■ Task to complete:
Report the tally of lines featuring the word "CallContext" in the entries below, without anything else.

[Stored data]
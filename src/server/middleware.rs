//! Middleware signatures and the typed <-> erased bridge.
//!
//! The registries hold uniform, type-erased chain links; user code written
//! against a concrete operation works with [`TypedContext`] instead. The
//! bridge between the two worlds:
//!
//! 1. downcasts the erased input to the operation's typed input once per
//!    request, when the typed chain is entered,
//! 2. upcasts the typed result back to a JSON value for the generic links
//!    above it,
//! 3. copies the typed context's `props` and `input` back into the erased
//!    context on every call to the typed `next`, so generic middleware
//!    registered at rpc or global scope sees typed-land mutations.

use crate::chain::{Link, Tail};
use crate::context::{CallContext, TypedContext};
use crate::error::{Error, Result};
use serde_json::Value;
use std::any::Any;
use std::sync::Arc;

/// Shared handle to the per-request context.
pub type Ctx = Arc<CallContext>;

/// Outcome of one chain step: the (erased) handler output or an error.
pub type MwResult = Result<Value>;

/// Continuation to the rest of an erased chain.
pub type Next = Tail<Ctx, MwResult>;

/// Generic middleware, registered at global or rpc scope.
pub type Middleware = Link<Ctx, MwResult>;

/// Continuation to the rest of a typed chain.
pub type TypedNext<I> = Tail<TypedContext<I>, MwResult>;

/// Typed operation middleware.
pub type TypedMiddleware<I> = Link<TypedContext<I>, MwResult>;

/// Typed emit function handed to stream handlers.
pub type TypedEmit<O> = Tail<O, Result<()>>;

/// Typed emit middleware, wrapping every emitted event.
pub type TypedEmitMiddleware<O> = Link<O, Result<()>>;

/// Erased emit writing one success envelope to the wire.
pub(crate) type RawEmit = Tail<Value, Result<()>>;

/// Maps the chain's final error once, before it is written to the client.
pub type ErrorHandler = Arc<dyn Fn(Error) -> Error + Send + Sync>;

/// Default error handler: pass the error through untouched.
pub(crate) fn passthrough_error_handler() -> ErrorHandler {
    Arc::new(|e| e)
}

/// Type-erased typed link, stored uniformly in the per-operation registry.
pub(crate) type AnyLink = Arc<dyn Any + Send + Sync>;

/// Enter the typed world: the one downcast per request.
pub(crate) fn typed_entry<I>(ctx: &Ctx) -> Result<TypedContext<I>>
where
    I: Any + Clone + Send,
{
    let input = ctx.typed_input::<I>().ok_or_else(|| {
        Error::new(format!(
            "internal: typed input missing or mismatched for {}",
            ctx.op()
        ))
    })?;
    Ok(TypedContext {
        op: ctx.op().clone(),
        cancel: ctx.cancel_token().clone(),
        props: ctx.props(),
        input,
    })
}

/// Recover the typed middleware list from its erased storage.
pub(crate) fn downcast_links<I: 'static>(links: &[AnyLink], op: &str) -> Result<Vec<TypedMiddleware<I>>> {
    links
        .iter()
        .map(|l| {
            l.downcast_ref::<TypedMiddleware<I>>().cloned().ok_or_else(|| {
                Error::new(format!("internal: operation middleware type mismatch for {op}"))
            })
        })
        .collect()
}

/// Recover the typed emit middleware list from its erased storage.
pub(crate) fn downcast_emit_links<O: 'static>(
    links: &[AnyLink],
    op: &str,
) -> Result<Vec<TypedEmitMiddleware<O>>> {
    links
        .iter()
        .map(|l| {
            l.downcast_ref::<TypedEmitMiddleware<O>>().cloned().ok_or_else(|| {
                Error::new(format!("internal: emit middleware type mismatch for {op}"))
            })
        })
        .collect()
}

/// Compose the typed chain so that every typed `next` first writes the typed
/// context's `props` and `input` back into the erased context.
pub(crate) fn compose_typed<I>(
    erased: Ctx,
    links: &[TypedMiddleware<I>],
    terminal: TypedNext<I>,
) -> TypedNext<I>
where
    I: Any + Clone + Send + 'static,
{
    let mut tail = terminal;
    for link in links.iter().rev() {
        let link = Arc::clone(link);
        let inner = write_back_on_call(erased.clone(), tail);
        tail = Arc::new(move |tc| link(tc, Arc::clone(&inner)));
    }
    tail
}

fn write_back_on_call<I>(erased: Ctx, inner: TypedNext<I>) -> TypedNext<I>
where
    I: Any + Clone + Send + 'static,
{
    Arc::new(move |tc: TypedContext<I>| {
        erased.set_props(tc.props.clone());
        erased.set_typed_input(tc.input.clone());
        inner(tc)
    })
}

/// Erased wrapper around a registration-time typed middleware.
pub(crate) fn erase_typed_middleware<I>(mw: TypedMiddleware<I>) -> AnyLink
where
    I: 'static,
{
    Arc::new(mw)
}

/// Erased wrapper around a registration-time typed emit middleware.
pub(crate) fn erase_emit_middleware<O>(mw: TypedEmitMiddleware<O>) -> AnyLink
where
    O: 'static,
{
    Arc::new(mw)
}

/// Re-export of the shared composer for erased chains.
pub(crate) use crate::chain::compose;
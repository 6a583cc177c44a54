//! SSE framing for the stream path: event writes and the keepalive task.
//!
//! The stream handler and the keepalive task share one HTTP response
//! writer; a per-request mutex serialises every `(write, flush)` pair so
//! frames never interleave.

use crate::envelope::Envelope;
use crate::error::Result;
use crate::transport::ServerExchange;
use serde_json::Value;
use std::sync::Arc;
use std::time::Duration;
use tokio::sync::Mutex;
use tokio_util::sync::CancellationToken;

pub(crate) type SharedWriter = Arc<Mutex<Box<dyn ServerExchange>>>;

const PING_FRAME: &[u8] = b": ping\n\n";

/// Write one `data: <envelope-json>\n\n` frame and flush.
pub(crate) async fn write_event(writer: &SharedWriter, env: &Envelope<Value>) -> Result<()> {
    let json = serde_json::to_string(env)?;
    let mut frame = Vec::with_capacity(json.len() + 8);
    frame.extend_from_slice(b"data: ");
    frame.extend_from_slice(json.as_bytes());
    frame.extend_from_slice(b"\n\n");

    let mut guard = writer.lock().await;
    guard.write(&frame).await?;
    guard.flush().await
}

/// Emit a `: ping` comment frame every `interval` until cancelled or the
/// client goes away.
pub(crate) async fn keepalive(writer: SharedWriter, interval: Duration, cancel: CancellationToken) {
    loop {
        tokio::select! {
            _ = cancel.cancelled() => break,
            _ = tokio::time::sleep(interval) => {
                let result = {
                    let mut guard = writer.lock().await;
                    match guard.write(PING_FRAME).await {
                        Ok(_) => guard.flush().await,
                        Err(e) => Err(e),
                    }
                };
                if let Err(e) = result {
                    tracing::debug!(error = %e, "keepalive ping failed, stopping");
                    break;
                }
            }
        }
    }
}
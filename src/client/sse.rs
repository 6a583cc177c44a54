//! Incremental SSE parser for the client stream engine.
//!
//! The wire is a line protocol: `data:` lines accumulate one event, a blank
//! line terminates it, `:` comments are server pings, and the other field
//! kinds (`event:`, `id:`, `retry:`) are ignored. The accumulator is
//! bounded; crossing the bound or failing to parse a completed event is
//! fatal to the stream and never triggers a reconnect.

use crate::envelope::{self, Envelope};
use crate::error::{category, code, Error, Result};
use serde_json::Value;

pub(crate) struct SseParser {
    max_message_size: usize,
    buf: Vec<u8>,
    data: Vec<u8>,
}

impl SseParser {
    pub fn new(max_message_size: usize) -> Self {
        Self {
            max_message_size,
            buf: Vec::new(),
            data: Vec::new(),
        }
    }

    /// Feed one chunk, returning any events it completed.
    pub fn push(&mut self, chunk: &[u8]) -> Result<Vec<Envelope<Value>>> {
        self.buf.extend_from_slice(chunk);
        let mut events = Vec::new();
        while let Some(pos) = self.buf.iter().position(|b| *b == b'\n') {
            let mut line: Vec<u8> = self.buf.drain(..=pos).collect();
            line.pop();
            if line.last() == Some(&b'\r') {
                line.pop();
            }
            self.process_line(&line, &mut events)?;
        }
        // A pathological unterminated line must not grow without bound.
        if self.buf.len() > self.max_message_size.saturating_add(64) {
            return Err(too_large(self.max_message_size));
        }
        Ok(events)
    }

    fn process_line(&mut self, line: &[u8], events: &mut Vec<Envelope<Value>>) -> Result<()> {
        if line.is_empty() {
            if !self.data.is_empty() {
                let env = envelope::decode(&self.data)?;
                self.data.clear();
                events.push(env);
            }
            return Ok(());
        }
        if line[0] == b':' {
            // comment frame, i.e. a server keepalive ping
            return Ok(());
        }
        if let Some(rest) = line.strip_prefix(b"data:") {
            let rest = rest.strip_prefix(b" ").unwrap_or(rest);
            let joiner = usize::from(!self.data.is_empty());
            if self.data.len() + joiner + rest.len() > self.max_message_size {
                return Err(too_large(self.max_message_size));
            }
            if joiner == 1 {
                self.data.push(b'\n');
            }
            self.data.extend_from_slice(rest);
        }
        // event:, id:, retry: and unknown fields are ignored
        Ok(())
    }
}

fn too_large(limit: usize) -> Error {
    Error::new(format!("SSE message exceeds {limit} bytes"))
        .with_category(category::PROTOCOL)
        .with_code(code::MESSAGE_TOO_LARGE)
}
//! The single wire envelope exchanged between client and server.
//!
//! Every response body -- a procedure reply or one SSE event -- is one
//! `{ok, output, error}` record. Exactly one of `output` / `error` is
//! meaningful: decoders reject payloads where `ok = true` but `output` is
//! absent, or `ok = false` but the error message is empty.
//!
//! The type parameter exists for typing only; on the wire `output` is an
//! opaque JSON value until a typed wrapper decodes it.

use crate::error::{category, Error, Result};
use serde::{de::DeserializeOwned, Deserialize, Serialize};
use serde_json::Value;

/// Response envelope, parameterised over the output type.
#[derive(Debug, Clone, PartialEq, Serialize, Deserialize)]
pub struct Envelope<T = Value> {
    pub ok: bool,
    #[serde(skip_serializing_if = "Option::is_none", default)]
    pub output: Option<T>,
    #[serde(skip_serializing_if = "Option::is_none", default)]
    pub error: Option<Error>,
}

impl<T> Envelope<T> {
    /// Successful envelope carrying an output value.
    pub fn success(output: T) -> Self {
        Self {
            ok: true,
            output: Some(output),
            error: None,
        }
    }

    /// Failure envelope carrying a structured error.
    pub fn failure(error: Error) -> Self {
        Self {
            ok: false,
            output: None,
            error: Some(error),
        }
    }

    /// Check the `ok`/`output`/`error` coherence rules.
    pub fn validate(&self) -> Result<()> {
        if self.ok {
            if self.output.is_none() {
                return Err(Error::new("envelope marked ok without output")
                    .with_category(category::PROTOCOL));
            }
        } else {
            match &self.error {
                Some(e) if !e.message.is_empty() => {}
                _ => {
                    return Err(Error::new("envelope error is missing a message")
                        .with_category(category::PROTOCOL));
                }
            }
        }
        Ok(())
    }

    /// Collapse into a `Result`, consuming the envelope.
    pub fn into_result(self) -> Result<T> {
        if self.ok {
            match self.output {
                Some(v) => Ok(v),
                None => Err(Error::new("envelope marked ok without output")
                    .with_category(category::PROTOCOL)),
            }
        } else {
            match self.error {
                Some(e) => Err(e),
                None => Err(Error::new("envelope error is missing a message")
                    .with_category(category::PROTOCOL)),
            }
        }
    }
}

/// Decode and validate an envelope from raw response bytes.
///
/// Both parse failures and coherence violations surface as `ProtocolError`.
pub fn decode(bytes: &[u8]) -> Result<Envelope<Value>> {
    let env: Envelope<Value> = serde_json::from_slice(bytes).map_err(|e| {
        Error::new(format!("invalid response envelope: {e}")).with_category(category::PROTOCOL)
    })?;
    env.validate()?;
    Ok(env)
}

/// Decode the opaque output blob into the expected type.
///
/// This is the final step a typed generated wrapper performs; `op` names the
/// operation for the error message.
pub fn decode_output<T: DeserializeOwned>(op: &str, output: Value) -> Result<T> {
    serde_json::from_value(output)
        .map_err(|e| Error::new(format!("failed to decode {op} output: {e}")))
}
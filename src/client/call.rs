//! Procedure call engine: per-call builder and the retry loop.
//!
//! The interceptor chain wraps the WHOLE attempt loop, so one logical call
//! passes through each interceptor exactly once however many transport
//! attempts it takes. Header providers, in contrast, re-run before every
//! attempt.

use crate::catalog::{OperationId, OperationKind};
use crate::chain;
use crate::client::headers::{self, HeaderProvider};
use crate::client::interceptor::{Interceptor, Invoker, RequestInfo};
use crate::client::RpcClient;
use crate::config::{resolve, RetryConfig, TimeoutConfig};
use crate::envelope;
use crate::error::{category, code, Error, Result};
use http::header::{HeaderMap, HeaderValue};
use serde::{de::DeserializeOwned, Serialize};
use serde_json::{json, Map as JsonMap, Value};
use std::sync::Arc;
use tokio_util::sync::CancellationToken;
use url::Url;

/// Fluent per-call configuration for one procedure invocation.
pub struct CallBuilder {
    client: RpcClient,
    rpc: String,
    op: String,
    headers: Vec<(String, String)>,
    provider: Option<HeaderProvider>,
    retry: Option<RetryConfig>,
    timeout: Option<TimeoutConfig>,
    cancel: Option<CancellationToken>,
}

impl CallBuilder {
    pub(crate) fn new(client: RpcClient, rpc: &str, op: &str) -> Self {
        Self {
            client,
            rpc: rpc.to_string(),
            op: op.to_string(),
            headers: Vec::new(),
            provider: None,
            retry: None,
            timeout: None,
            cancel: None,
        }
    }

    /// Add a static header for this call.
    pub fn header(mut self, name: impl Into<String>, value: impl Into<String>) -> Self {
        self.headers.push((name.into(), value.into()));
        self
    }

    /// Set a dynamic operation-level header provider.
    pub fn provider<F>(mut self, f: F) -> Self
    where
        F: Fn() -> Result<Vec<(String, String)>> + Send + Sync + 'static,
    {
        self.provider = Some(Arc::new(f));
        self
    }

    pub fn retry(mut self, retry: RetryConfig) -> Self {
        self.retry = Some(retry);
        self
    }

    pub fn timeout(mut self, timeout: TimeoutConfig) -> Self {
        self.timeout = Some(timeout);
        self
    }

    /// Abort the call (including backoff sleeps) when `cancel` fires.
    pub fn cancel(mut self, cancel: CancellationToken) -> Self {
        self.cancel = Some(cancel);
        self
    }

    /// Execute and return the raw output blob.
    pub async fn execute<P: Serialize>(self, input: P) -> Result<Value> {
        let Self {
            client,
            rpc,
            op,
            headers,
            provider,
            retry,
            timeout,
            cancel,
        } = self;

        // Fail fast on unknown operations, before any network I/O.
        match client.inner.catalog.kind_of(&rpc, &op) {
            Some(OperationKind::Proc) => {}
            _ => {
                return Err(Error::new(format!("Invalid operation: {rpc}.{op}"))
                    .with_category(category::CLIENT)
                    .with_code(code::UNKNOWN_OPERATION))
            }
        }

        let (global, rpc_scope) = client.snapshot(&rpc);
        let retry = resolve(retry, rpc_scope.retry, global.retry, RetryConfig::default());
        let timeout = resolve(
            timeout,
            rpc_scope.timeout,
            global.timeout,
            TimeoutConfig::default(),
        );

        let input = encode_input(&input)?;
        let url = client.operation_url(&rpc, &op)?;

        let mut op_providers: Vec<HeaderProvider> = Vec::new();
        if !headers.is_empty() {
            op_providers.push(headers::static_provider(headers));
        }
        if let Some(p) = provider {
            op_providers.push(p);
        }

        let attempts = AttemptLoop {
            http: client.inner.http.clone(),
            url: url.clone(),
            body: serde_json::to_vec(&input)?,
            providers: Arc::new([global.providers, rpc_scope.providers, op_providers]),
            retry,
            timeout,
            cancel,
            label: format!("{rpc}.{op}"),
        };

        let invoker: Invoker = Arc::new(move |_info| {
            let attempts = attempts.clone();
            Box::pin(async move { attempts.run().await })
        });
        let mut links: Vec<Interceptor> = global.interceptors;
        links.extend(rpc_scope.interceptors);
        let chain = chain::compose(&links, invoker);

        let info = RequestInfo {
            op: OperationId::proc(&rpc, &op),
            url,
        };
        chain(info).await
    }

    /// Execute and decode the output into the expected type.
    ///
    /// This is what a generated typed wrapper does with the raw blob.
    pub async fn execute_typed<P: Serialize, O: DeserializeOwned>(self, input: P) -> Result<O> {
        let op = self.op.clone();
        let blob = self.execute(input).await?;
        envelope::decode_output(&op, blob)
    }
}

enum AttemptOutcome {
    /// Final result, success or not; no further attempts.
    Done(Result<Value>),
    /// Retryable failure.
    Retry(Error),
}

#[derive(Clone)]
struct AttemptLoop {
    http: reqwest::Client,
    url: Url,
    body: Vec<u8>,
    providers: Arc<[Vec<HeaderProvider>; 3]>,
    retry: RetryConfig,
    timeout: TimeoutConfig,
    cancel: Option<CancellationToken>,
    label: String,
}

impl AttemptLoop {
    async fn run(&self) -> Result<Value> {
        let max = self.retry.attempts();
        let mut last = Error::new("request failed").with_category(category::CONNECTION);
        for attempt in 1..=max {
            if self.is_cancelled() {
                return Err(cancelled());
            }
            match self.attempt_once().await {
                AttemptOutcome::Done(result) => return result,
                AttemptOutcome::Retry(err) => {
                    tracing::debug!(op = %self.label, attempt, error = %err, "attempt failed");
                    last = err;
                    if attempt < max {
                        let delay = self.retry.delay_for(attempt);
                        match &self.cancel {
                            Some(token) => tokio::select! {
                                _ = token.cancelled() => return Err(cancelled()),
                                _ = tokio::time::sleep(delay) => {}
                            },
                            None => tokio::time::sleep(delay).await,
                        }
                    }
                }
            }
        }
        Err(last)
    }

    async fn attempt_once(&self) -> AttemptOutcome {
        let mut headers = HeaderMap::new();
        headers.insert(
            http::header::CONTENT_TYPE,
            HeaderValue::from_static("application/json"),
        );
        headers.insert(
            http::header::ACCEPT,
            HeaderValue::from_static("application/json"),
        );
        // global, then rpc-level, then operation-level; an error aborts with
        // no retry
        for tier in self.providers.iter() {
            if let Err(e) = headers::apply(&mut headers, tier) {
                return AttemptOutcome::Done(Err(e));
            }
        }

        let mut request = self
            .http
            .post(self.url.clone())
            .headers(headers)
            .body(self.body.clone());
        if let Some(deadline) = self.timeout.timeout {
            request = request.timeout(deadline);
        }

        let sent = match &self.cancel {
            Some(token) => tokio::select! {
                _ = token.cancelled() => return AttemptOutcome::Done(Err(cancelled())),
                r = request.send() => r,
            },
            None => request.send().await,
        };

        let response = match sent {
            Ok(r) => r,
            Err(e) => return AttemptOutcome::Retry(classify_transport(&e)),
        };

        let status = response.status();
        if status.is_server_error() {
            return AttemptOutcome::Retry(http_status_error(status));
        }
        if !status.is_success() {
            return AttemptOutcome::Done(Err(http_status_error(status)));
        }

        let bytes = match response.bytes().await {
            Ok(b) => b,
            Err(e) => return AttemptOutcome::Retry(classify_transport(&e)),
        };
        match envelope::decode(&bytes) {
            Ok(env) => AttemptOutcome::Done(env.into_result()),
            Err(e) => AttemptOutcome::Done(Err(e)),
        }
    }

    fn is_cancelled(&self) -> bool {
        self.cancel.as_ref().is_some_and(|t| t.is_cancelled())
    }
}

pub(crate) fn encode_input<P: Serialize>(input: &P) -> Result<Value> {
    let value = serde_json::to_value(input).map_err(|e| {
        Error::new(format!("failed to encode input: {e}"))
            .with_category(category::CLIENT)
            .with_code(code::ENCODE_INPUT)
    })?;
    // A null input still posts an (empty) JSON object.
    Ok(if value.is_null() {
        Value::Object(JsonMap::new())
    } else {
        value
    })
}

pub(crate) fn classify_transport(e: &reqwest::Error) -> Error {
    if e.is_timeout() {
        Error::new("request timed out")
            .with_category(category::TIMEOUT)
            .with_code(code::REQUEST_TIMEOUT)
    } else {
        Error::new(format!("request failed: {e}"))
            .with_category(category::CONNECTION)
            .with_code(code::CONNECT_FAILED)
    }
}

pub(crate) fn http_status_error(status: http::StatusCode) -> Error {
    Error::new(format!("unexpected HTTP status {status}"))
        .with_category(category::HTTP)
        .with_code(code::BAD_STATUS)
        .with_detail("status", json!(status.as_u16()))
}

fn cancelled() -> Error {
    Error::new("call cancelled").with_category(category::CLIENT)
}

■ Result of the exercise:
2